We wait in expectation for your kingdom to come. We ask for it and we long for it, because we see that the workings of this world do not favour it, organized as they are around money, personal interests and power. Sunken as we are in an increasingly frenetic consumerism that entices us with glittering but fleeting realities, we ask you to help us, Father, to believe in what we pray for: to give up the comfortable security of power, the deceptive allure of worldliness, the vain presumption of our own self-sufficiency, the hypocrisy of cultivating appearances. In this way, we will not lose sight of that Kingdom to which you summon us.

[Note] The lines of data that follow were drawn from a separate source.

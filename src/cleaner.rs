//! Type coercion, deduplication, imputation and categorical harmonization.
//!
//! Malformed individual values never fail a run: they become nulls and are
//! counted in [`CleanReport`].

use std::collections::HashSet;

use chrono::{DateTime, NaiveDate, NaiveDateTime};
use serde::{Deserialize, Serialize};
use tracing::{debug, info};

use crate::records::{
    normalize_customer_id, BasketRecord, CustomerRecord, RawBasketRecord, RawCustomerRecord,
    SEX_FEMALE, SEX_MALE, SEX_UNKNOWN,
};

const DATE_LAYOUTS: [&str; 3] = ["%Y-%m-%d", "%Y/%m/%d", "%d.%m.%Y"];
const DATETIME_LAYOUTS: [&str; 3] = ["%Y-%m-%d %H:%M:%S", "%Y-%m-%dT%H:%M:%S", "%Y-%m-%d %H:%M"];

#[derive(Debug, Clone, Default, PartialEq, Serialize, Deserialize)]
pub struct CleanReport {
    pub input_rows: u64,
    pub output_rows: u64,
    pub duplicates_removed: u64,
    /// Present values that failed coercion, per field.
    pub parse_failures: Vec<(String, u64)>,
    /// Nulls replaced by an imputed value, per field.
    pub filled: Vec<(String, u64)>,
}

impl CleanReport {
    pub fn parse_failures_for(&self, field: &str) -> u64 {
        lookup(&self.parse_failures, field)
    }

    pub fn filled_for(&self, field: &str) -> u64 {
        lookup(&self.filled, field)
    }
}

fn lookup(entries: &[(String, u64)], field: &str) -> u64 {
    entries
        .iter()
        .find(|(name, _)| name == field)
        .map(|(_, count)| *count)
        .unwrap_or(0)
}

#[derive(Debug, Clone, PartialEq)]
pub struct CleanedCustomers {
    pub records: Vec<CustomerRecord>,
    pub age_median: Option<f64>,
    pub tenure_median: Option<f64>,
    pub report: CleanReport,
}

#[derive(Debug, Clone, PartialEq)]
pub struct CleanedBaskets {
    pub records: Vec<BasketRecord>,
    pub report: CleanReport,
}

/// Cleans customer profiles.
///
/// Order of steps: dedup on `customer_id` (first row wins), numeric
/// coercion of the kept rows, median fill of `customer_age` and `tenure`,
/// then `sex` harmonization.
pub fn clean_customers(raw: &[RawCustomerRecord]) -> CleanedCustomers {
    let mut age_failures = 0u64;
    let mut tenure_failures = 0u64;
    let mut seen = HashSet::new();
    let mut records = Vec::with_capacity(raw.len());

    for row in raw {
        let customer_id = normalize_customer_id(&row.customer_id);
        if !seen.insert(customer_id.clone()) {
            continue;
        }
        let customer_age = coerce_counted(row.customer_age.as_deref(), &mut age_failures);
        let tenure = coerce_counted(row.tenure.as_deref(), &mut tenure_failures);

        records.push(CustomerRecord {
            customer_id,
            customer_age,
            tenure,
            sex: harmonize_sex(row.sex.as_deref()),
        });
    }

    let age_median = median(records.iter().filter_map(|r| r.customer_age));
    let tenure_median = median(records.iter().filter_map(|r| r.tenure));
    let mut ages_filled = 0u64;
    let mut tenures_filled = 0u64;

    for record in &mut records {
        if record.customer_age.is_none() && age_median.is_some() {
            record.customer_age = age_median;
            ages_filled += 1;
        }
        if record.tenure.is_none() && tenure_median.is_some() {
            record.tenure = tenure_median;
            tenures_filled += 1;
        }
    }

    let report = CleanReport {
        input_rows: raw.len() as u64,
        output_rows: records.len() as u64,
        duplicates_removed: (raw.len() - records.len()) as u64,
        parse_failures: vec![
            ("customer_age".to_string(), age_failures),
            ("tenure".to_string(), tenure_failures),
        ],
        filled: vec![
            ("customer_age".to_string(), ages_filled),
            ("tenure".to_string(), tenures_filled),
        ],
    };

    info!(
        component = "cleaner",
        event = "cleaner.customers.cleaned",
        input_rows = report.input_rows,
        output_rows = report.output_rows,
        duplicates_removed = report.duplicates_removed,
        age_median = ?age_median,
        tenure_median = ?tenure_median,
        ages_filled,
        tenures_filled
    );

    CleanedCustomers {
        records,
        age_median,
        tenure_median,
        report,
    }
}

/// Cleans basket lines.
///
/// Rows are coerced first and then collapsed on full-row equality, so `3`
/// and `3.0` are the same count and two missing values are equal. Missing
/// counts are filled with 0 after deduplication.
pub fn clean_baskets(raw: &[RawBasketRecord], date_format: Option<&str>) -> CleanedBaskets {
    let mut date_failures = 0u64;
    let mut count_failures = 0u64;
    let mut seen = HashSet::new();
    let mut records = Vec::with_capacity(raw.len());
    let mut counts_filled = 0u64;

    for row in raw {
        let basket_date = match row.basket_date.as_deref() {
            Some(text) => {
                let parsed = parse_date(text, date_format);
                if parsed.is_none() {
                    date_failures += 1;
                    debug!(
                        component = "cleaner",
                        event = "cleaner.parse.failed",
                        field = "basket_date",
                        value = text
                    );
                }
                parsed
            }
            None => None,
        };
        let basket_count = coerce_counted(row.basket_count.as_deref(), &mut count_failures);
        let customer_id = normalize_customer_id(&row.customer_id);

        let key = BasketKey {
            customer_id: customer_id.clone(),
            basket_date,
            basket_count: basket_count.map(canonical_bits),
            product_id: row.product_id.clone(),
        };
        if !seen.insert(key) {
            continue;
        }

        if basket_count.is_none() {
            counts_filled += 1;
        }
        records.push(BasketRecord {
            customer_id,
            basket_date,
            basket_count: basket_count.unwrap_or(0.0),
            product_id: row.product_id.clone(),
        });
    }

    let report = CleanReport {
        input_rows: raw.len() as u64,
        output_rows: records.len() as u64,
        duplicates_removed: (raw.len() - records.len()) as u64,
        parse_failures: vec![
            ("basket_date".to_string(), date_failures),
            ("basket_count".to_string(), count_failures),
        ],
        filled: vec![("basket_count".to_string(), counts_filled)],
    };

    info!(
        component = "cleaner",
        event = "cleaner.baskets.cleaned",
        input_rows = report.input_rows,
        output_rows = report.output_rows,
        duplicates_removed = report.duplicates_removed,
        date_parse_failures = date_failures,
        count_parse_failures = count_failures,
        counts_filled
    );

    CleanedBaskets { records, report }
}

#[derive(Debug, Clone, PartialEq, Eq, Hash)]
struct BasketKey {
    customer_id: String,
    basket_date: Option<NaiveDate>,
    basket_count: Option<u64>,
    product_id: String,
}

fn canonical_bits(value: f64) -> u64 {
    // -0.0 and 0.0 compare equal, so they must hash equal.
    (value + 0.0).to_bits()
}

/// Permissive numeric parse: surrounding whitespace is ignored, anything that
/// is not a finite number becomes `None`.
pub fn coerce_number(raw: Option<&str>) -> Option<f64> {
    let value = raw?.trim().parse::<f64>().ok()?;
    value.is_finite().then_some(value)
}

fn coerce_counted(raw: Option<&str>, failures: &mut u64) -> Option<f64> {
    let parsed = coerce_number(raw);
    if raw.is_some() && parsed.is_none() {
        *failures += 1;
    }
    parsed
}

/// Parses a calendar date. With an explicit `format` only that layout is
/// accepted (as a date, or as a datetime whose date part is kept); otherwise
/// the ISO-style layouts and RFC 3339 are tried in turn.
pub fn parse_date(raw: &str, format: Option<&str>) -> Option<NaiveDate> {
    let text = raw.trim();
    if text.is_empty() {
        return None;
    }

    if let Some(format) = format {
        return NaiveDate::parse_from_str(text, format)
            .ok()
            .or_else(|| {
                NaiveDateTime::parse_from_str(text, format)
                    .ok()
                    .map(|dt| dt.date())
            });
    }

    DATE_LAYOUTS
        .iter()
        .find_map(|layout| NaiveDate::parse_from_str(text, layout).ok())
        .or_else(|| {
            DATETIME_LAYOUTS
                .iter()
                .find_map(|layout| NaiveDateTime::parse_from_str(text, layout).ok())
                .map(|dt| dt.date())
        })
        .or_else(|| {
            DateTime::parse_from_rfc3339(text)
                .ok()
                .map(|dt| dt.date_naive())
        })
}

/// Maps free-text sex values onto `M`, `F` or `UNKNOWN`.
pub fn harmonize_sex(raw: Option<&str>) -> String {
    let Some(raw) = raw else {
        return SEX_UNKNOWN.to_string();
    };

    match raw.trim().to_uppercase().as_str() {
        "F" | "FEMALE" => SEX_FEMALE.to_string(),
        "M" | "MALE" => SEX_MALE.to_string(),
        "" | SEX_UNKNOWN => SEX_UNKNOWN.to_string(),
        other => {
            debug!(
                component = "cleaner",
                event = "cleaner.sex.unmapped",
                value = other
            );
            SEX_UNKNOWN.to_string()
        }
    }
}

/// Median of the values; the mean of the two middle values for an even count.
pub fn median(values: impl Iterator<Item = f64>) -> Option<f64> {
    let mut sorted: Vec<f64> = values.collect();
    if sorted.is_empty() {
        return None;
    }
    sorted.sort_by(f64::total_cmp);

    let mid = sorted.len() / 2;
    if sorted.len() % 2 == 1 {
        Some(sorted[mid])
    } else {
        Some((sorted[mid - 1] + sorted[mid]) / 2.0)
    }
}

#[cfg(test)]
mod tests {
    use super::*;

    fn customer(id: &str, age: Option<&str>, tenure: Option<&str>, sex: Option<&str>) -> RawCustomerRecord {
        RawCustomerRecord {
            customer_id: id.to_string(),
            customer_age: age.map(str::to_string),
            tenure: tenure.map(str::to_string),
            sex: sex.map(str::to_string),
        }
    }

    fn basket(id: &str, date: Option<&str>, count: Option<&str>, product: &str) -> RawBasketRecord {
        RawBasketRecord {
            customer_id: id.to_string(),
            basket_date: date.map(str::to_string),
            basket_count: count.map(str::to_string),
            product_id: product.to_string(),
        }
    }

    #[test]
    fn customer_dedup_keeps_first_occurrence_after_trimming() {
        let raw = vec![
            customer(" 1", Some("30"), Some("5"), Some("male")),
            customer("1 ", Some("99"), Some("99"), Some("female")),
            customer("2", Some("40"), Some("7"), Some("F")),
        ];

        let cleaned = clean_customers(&raw);
        assert_eq!(cleaned.records.len(), 2);
        assert_eq!(cleaned.records[0].customer_id, "1");
        assert_eq!(cleaned.records[0].customer_age, Some(30.0));
        assert_eq!(cleaned.records[0].sex, "M");
        assert_eq!(cleaned.report.duplicates_removed, 1);
    }

    #[test]
    fn median_fill_uses_post_dedup_values_exactly() {
        let raw = vec![
            customer("1", Some("20"), Some("1"), None),
            customer("2", None, Some("oops"), None),
            customer("3", Some("31"), None, None),
            customer("3", Some("1000"), Some("1000"), None),
        ];

        let cleaned = clean_customers(&raw);
        assert_eq!(cleaned.age_median, Some(25.5));
        assert_eq!(cleaned.tenure_median, Some(1.0));
        assert!(cleaned.records.iter().all(|r| r.customer_age.is_some()));
        assert_eq!(cleaned.records[1].customer_age, Some(25.5));
        assert_eq!(cleaned.records[1].tenure, Some(1.0));
        assert_eq!(cleaned.records[2].tenure, Some(1.0));
        assert_eq!(cleaned.report.parse_failures_for("tenure"), 1);
        assert_eq!(cleaned.report.filled_for("customer_age"), 1);
        assert_eq!(cleaned.report.filled_for("tenure"), 2);
    }

    #[test]
    fn dropped_duplicates_do_not_count_as_parse_failures() {
        let raw = vec![
            customer("1", Some("30"), Some("5"), None),
            customer("1", Some("thirty"), Some("n/a-ish"), None),
        ];

        let cleaned = clean_customers(&raw);
        assert_eq!(cleaned.report.duplicates_removed, 1);
        assert_eq!(cleaned.report.parse_failures_for("customer_age"), 0);
        assert_eq!(cleaned.report.parse_failures_for("tenure"), 0);
    }

    #[test]
    fn all_null_column_stays_null() {
        let raw = vec![customer("1", None, None, None), customer("2", Some("x"), None, None)];
        let cleaned = clean_customers(&raw);

        assert_eq!(cleaned.age_median, None);
        assert!(cleaned.records.iter().all(|r| r.customer_age.is_none()));
        assert_eq!(cleaned.report.filled_for("customer_age"), 0);
    }

    #[test]
    fn sex_is_harmonized_into_three_values() {
        assert_eq!(harmonize_sex(Some(" female ")), "F");
        assert_eq!(harmonize_sex(Some("Male")), "M");
        assert_eq!(harmonize_sex(Some("m")), "M");
        assert_eq!(harmonize_sex(Some("unknown")), "UNKNOWN");
        assert_eq!(harmonize_sex(Some("   ")), "UNKNOWN");
        assert_eq!(harmonize_sex(Some("diverse")), "UNKNOWN");
        assert_eq!(harmonize_sex(None), "UNKNOWN");
    }

    #[test]
    fn basket_dedup_compares_coerced_rows() {
        let raw = vec![
            basket("7", Some("2023-01-01"), Some("3"), "p1"),
            basket("7 ", Some("2023-01-01"), Some("3.0"), "p1"),
            basket("7", Some("2023-01-01"), None, "p1"),
            basket("7", Some("2023-01-01"), Some("bad"), "p1"),
            basket("7", Some("2023-01-02"), Some("3"), "p1"),
        ];

        let cleaned = clean_baskets(&raw, None);
        assert_eq!(cleaned.records.len(), 3);
        assert_eq!(cleaned.records[1].basket_count, 0.0);
        assert_eq!(cleaned.report.duplicates_removed, 2);
        assert_eq!(cleaned.report.parse_failures_for("basket_count"), 1);
        assert_eq!(cleaned.report.filled_for("basket_count"), 1);
    }

    #[test]
    fn unparseable_dates_become_null_without_failing() {
        let raw = vec![
            basket("1", Some("2023-13-45"), Some("1"), "p"),
            basket("1", Some("2023-02-03 10:11:12"), Some("1"), "p"),
        ];

        let cleaned = clean_baskets(&raw, None);
        assert_eq!(cleaned.records[0].basket_date, None);
        assert_eq!(
            cleaned.records[1].basket_date,
            NaiveDate::from_ymd_opt(2023, 2, 3)
        );
        assert_eq!(cleaned.report.parse_failures_for("basket_date"), 1);
    }

    #[test]
    fn explicit_date_format_is_the_only_layout_accepted() {
        let expected = NaiveDate::from_ymd_opt(2023, 4, 5);
        assert_eq!(parse_date("05/04/2023", Some("%d/%m/%Y")), expected);
        assert_eq!(parse_date("2023-04-05", Some("%d/%m/%Y")), None);
        assert_eq!(parse_date("2023-04-05", None), expected);
        assert_eq!(parse_date("2023-04-05T23:30:00+02:00", None), expected);
    }

    #[test]
    fn numbers_are_coerced_permissively() {
        assert_eq!(coerce_number(Some(" 42 ")), Some(42.0));
        assert_eq!(coerce_number(Some("4.5")), Some(4.5));
        assert_eq!(coerce_number(Some("forty")), None);
        assert_eq!(coerce_number(Some("inf")), None);
        assert_eq!(coerce_number(None), None);
    }

    #[test]
    fn median_of_even_and_odd_counts() {
        assert_eq!(median([3.0, 1.0, 2.0].into_iter()), Some(2.0));
        assert_eq!(median([4.0, 1.0, 3.0, 2.0].into_iter()), Some(2.5));
        assert_eq!(median(std::iter::empty()), None);
    }
}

Thy will be done, not our will. “God’s will is that all be saved” (SAINT JOHN CASSIAN, Spiritual Conferences, IX, 20). We need to broaden our horizons, Father, lest we place our own limits on your merciful, salvific will that wishes to embrace everyone. Help us, Father, by sending to us, as at Pentecost, the Holy Spirit, source of courage and joy, to impel us to preach the good news of the Gospel beyond the confines of the communities to which we belong, our languages, our cultures and our nations.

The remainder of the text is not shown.